TO DO: Copy out all lines of the listing below that hold "networks".

RECORDS PROVIDED:
┏━━

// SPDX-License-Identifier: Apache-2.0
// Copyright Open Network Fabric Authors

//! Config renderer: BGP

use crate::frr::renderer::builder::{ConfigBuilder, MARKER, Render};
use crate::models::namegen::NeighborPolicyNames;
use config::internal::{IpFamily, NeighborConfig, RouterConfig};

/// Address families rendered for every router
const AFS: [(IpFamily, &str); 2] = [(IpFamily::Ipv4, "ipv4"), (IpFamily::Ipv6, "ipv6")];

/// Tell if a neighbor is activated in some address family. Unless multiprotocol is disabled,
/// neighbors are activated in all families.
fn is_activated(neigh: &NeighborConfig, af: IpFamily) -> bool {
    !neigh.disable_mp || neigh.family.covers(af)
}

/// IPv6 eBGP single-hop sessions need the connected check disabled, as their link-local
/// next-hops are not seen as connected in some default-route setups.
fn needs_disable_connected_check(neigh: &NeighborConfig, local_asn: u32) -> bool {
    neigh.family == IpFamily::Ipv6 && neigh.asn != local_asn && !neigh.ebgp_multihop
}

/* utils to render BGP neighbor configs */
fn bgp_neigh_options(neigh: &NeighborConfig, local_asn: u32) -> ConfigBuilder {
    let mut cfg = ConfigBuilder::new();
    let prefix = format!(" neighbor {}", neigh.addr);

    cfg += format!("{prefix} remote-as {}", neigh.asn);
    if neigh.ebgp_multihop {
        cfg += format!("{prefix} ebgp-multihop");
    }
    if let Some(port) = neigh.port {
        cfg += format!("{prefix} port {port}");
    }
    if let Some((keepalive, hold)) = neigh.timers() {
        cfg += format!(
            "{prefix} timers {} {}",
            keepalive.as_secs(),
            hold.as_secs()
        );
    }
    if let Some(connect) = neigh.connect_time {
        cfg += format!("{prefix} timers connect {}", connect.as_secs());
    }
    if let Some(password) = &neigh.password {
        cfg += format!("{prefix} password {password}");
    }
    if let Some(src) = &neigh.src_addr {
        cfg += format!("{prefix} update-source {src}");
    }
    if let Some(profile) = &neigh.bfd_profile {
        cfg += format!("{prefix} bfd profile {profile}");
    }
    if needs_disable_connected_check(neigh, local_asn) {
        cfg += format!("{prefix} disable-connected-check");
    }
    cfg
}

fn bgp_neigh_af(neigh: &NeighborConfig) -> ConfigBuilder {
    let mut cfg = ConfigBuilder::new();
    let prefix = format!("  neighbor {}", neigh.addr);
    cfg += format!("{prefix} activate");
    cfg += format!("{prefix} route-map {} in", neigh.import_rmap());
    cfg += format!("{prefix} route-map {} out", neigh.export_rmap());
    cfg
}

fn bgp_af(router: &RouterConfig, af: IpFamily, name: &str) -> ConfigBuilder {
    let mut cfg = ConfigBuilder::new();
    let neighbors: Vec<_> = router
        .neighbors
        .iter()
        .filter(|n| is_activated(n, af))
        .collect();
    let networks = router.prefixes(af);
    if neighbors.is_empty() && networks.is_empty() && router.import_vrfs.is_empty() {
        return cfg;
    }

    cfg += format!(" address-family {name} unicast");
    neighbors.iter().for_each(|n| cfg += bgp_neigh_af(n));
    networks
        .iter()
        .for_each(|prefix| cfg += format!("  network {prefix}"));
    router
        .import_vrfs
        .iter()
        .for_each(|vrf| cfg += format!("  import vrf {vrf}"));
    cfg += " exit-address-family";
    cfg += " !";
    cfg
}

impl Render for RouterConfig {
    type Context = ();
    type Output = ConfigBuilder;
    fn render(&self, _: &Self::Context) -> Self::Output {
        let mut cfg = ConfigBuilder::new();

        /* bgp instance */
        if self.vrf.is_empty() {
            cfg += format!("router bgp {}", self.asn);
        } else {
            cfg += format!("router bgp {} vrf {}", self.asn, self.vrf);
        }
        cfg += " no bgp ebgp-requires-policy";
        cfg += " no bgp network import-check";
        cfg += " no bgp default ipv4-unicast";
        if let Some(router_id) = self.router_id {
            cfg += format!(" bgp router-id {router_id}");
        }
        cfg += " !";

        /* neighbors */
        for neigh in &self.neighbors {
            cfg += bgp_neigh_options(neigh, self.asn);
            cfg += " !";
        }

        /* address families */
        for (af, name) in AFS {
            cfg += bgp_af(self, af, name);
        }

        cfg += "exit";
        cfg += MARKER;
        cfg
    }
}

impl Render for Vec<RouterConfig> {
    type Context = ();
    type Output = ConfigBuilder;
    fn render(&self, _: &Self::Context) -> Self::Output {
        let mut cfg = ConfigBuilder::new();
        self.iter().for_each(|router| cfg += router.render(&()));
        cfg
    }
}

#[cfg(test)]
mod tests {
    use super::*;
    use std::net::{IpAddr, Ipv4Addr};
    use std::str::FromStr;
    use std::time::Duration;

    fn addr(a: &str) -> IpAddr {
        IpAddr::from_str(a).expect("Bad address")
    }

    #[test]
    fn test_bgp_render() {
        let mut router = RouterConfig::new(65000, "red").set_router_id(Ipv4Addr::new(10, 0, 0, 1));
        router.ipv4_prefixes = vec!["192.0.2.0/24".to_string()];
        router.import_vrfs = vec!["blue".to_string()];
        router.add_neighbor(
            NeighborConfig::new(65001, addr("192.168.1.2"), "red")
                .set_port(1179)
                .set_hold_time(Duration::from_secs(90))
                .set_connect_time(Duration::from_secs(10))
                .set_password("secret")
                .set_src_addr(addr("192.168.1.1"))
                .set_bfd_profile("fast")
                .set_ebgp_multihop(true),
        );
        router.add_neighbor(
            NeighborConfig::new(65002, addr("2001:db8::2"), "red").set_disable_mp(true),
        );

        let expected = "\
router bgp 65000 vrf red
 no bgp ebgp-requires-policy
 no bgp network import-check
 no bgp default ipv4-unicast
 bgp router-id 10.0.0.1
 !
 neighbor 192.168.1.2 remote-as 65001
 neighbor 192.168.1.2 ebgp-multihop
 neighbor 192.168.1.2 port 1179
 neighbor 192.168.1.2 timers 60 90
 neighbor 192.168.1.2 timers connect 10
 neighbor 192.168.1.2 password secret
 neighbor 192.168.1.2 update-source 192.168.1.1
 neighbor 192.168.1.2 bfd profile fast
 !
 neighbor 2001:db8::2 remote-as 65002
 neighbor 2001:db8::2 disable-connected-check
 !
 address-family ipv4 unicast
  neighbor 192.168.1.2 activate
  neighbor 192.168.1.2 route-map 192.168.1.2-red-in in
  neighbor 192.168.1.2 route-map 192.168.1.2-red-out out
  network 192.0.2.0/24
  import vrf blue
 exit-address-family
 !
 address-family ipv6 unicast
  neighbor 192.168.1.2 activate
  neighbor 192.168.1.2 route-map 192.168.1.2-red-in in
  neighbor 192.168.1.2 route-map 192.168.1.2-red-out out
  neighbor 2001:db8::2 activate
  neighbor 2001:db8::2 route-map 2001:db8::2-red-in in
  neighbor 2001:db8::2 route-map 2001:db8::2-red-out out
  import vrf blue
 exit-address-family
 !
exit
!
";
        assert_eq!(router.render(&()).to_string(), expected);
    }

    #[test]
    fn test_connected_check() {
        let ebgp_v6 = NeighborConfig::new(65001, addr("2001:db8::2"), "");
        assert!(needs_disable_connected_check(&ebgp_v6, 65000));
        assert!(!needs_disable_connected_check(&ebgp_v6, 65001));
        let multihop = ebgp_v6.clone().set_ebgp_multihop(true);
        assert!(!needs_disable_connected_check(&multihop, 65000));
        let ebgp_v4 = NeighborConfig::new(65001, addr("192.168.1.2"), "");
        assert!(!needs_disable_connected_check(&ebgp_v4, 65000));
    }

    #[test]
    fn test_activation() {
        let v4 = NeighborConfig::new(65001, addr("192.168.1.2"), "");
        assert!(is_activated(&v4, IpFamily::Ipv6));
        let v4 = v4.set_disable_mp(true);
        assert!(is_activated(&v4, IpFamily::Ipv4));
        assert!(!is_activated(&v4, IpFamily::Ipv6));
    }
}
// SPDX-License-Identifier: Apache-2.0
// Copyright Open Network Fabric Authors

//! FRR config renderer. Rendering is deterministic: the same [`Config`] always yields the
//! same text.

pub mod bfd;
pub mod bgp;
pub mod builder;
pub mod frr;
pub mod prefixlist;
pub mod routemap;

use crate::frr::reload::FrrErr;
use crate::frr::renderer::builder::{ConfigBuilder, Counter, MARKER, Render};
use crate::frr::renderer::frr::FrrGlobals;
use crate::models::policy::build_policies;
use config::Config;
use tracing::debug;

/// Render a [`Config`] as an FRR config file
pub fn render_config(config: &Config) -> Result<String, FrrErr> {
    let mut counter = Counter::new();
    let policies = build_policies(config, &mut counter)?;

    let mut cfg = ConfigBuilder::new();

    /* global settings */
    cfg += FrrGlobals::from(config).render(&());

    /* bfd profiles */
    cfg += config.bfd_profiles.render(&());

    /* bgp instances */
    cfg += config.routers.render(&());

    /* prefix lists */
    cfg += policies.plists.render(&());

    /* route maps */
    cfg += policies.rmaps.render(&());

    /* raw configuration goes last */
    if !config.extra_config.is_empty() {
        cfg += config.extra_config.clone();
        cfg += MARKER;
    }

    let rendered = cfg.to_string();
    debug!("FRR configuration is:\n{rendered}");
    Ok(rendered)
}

┗━━
┏━━

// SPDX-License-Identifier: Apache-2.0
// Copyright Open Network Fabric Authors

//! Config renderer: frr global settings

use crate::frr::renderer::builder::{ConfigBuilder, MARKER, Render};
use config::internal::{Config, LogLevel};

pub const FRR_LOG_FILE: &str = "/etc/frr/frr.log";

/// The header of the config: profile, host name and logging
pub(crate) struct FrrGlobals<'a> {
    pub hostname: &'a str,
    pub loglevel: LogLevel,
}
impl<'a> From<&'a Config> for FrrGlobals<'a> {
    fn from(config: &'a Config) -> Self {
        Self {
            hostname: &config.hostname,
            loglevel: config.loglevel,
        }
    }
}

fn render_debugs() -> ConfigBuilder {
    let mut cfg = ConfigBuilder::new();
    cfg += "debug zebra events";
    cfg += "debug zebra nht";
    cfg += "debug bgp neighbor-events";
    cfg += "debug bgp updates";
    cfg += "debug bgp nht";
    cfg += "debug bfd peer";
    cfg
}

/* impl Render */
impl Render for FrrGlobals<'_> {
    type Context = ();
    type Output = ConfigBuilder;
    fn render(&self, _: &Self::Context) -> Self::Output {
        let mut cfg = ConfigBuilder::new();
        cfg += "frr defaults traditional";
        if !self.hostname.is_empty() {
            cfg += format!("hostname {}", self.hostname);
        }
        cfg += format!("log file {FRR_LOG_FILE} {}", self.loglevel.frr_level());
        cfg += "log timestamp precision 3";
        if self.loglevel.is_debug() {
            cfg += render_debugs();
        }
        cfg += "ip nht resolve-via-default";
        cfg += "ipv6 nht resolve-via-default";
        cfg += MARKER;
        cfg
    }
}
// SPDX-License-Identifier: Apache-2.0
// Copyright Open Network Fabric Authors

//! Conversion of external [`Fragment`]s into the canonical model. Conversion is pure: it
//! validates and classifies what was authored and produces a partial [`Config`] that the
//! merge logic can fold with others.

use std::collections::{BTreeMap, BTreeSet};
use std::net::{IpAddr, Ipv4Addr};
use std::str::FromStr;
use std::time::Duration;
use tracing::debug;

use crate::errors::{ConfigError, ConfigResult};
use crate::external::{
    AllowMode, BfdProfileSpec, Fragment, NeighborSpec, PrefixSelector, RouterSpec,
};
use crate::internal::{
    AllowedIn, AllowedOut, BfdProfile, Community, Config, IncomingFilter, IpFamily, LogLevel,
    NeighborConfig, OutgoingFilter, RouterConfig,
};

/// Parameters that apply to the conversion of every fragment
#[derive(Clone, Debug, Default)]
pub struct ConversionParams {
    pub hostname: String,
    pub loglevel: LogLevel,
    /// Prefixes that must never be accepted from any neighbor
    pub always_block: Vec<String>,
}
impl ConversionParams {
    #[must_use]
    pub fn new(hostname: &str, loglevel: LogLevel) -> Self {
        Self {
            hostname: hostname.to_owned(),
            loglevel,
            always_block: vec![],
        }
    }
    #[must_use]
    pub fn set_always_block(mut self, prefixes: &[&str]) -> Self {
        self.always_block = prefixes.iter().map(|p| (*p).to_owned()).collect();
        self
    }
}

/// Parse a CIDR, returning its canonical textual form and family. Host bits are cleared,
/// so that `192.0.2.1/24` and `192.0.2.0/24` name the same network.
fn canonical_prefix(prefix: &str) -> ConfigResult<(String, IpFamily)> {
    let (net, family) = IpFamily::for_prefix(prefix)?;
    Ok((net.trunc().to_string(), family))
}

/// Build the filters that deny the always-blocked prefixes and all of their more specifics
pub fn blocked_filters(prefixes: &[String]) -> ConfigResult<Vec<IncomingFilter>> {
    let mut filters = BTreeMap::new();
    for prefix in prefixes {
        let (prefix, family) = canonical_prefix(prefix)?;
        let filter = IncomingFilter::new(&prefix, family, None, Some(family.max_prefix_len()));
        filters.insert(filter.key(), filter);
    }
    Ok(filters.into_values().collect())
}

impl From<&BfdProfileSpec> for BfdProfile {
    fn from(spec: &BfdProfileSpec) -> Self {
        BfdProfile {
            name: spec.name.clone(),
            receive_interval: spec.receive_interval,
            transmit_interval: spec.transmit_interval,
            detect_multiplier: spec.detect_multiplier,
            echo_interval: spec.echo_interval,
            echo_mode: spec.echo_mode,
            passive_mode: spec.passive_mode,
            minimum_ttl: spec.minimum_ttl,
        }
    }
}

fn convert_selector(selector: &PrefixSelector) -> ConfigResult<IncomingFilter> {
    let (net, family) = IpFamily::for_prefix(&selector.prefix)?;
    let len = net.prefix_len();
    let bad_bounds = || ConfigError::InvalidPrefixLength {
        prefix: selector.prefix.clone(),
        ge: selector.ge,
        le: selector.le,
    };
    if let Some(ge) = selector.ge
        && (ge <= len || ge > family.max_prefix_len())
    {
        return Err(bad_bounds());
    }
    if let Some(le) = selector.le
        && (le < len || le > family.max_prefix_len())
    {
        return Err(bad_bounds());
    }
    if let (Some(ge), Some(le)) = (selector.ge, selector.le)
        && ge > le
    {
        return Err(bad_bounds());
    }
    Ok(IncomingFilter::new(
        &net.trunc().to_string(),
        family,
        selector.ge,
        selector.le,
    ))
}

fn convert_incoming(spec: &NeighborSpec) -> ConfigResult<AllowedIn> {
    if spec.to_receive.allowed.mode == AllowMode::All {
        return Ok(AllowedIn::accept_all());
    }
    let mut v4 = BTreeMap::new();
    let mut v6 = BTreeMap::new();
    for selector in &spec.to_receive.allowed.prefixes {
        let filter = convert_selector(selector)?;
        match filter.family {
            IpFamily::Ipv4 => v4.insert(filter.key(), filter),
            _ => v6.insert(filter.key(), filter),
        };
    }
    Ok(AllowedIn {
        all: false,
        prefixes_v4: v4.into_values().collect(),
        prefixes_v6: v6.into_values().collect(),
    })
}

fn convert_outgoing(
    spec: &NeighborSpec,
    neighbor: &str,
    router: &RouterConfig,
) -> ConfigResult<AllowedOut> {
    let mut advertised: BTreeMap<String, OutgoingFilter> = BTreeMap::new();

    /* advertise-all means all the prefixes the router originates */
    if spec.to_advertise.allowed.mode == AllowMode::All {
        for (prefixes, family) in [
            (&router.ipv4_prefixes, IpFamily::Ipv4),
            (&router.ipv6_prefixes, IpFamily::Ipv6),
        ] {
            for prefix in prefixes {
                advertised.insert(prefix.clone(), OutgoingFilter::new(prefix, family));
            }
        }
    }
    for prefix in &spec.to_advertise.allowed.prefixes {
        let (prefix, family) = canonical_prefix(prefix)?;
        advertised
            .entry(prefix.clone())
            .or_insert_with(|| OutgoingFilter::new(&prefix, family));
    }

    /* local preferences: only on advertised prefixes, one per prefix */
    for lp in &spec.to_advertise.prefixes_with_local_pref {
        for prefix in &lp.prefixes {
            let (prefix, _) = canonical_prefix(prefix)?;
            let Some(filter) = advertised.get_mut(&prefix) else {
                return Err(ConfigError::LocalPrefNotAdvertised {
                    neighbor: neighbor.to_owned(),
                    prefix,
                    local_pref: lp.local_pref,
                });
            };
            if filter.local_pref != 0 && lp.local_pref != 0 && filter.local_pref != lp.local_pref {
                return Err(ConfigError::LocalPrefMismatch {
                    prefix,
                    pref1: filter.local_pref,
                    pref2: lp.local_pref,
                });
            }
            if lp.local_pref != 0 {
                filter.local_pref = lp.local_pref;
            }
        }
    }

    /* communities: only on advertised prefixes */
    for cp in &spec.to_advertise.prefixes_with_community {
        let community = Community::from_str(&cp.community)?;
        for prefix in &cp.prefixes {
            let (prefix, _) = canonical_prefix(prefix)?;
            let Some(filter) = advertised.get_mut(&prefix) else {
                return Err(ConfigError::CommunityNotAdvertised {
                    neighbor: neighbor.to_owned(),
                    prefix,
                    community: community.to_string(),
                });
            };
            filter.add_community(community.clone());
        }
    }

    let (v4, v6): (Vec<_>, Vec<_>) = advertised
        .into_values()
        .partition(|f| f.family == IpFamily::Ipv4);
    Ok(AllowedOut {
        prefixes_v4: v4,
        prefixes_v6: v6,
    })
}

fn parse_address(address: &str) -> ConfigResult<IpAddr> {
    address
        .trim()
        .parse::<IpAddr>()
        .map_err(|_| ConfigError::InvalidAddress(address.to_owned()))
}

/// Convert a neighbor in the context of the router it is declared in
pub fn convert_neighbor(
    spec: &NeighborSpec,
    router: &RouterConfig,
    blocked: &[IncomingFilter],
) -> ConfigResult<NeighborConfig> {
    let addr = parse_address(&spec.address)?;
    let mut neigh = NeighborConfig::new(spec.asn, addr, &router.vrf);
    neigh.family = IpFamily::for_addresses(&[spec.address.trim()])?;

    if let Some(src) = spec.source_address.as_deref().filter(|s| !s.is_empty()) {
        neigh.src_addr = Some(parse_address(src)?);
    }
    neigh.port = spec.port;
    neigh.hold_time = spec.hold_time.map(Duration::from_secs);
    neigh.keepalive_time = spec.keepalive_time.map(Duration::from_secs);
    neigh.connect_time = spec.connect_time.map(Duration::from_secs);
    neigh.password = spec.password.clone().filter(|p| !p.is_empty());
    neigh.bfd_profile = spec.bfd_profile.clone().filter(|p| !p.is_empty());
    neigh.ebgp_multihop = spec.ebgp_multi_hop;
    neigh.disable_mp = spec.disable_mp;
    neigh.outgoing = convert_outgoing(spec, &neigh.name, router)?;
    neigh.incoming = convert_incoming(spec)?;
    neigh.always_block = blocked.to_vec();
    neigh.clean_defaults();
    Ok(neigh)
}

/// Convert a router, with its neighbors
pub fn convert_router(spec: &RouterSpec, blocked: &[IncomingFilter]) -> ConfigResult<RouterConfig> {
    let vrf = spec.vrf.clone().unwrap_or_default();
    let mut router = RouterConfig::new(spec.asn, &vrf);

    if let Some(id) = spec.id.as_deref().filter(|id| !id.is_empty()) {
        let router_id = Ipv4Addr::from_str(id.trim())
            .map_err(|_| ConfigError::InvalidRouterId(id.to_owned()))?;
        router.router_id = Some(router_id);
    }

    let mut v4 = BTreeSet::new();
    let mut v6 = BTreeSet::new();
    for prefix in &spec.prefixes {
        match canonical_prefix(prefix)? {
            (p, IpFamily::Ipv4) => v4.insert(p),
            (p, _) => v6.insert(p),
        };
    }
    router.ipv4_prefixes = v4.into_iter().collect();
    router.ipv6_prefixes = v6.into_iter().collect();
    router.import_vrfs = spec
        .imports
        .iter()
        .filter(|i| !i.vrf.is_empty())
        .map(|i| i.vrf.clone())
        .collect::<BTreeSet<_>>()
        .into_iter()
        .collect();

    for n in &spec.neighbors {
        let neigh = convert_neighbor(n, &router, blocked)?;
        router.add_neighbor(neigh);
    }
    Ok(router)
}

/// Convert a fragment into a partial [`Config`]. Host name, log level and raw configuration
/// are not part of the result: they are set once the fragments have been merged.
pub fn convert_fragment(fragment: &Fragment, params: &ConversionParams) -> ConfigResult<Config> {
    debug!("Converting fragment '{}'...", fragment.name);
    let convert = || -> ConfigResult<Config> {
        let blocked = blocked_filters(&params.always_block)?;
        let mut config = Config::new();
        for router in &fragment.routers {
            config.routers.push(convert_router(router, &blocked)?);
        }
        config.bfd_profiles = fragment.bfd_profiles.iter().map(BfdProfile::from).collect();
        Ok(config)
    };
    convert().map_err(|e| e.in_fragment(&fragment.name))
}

┗━━

FINISHED TASK:
    let networks = router.prefixes(af);
    if neighbors.is_empty() && networks.is_empty() && router.import_vrfs.is_empty() {
    networks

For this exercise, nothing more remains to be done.